Ana Rita Marcelo de Castro – Sim. A própria legislação foi utilizada historicamente para excluir os pobres, as mulheres, os analfabetos e a população negra dos espaços de poder e decisão. Mecanismos eficientes que nos impedem de ter condições iguais de pleitear a nossa participação, seja na política ou nos espaços de produção de conhecimento e até mesmo no mundo do trabalho.
Qual candidatura à presidência da República constitui uma ameaça aos direitos das mulheres, LGBT, negros e trabalhadores?

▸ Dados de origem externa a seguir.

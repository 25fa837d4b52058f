//! Routes the `log` facade used by the engine to the browser console.

use log::{Level, Log, Metadata, Record};

use crate::config::LOG_LEVEL;

struct ConsoleLogger;

static LOGGER: ConsoleLogger = ConsoleLogger;

impl Log for ConsoleLogger {
    fn enabled(&self, metadata: &Metadata) -> bool {
        metadata.level() <= LOG_LEVEL
    }

    fn log(&self, record: &Record) {
        if !self.enabled(record.metadata()) {
            return;
        }
        let line = format!("[{}] {}", record.target(), record.args());
        match record.level() {
            Level::Error => gloo_console::error!(line),
            Level::Warn => gloo_console::warn!(line),
            Level::Info => gloo_console::info!(line),
            Level::Debug | Level::Trace => gloo_console::debug!(line),
        }
    }

    fn flush(&self) {}
}

/// Installs the console logger. Safe to call more than once.
pub fn init() {
    if log::set_logger(&LOGGER).is_ok() {
        log::set_max_level(LOG_LEVEL.to_level_filter());
    }
}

Ana Rita Marcelo de Castro – Todo candidato/a que não valoriza e não se pauta nas políticas públicas e na sua universalidade, que não investe em conhecimento, educação, cultura. Que não reconhece que todas as pessoas independentes de seu gênero, credo, cor/etnia ou orientação sexual são sujeitos de direitos. Esse candidato/a é uma ameaça à dignidade e à vida humana. Reconhecer a diversidade, as particularidades e as necessidades da população é fundamental para termos uma Democracia Plena.
O Conselho Estadual da Mulher organizará dois encontros. Dias 21 e 28 de agosto. Quais as pautas?
Ana Rita Marcelo de Castro – O CONEM, realizará em dois momentos, a entrega da Plataforma de Política para Mulheres 2018, aos entes participantes das eleições em Goiás em 2018. No dia 21 de agosto, próxima terça-feira, será o evento para apresentar nossas propostas a todas as candidatas mulheres, de todos os partidos, que pleiteiam os cargos de deputadas estaduais, deputadas federais, senadoras, governadoras e vice-governadoras. No segundo evento, dia 28 de agosto a entrega será feita à todas as coligações majoritárias, candidatos e candidatas ao governo, Senado, Legislativo e também aos dirigentes partidários. Reivindicamos o compromisso na defesa e fortalecimento dos direitos das mulheres e equidade entre homens e mulheres. Precisamos de maior orçamento e apoio para o desenvolvimento e incremento nas Políticas para Mulheres.
PERFIL
Nome: Ana Rita Marcelo de Castro
Formação: Historiadora – Mestre em Ciências da Religião
Idade: 45 anos
Cargo: Presidenta do Conselho Estadual da Mulher de Goiás
O que anda lendo: ‘Mulheres Que Correm Com Os Lobos’, de Clarissa Pinkola Estés; ‘Rosas Vermelhas’, de Renato Dias.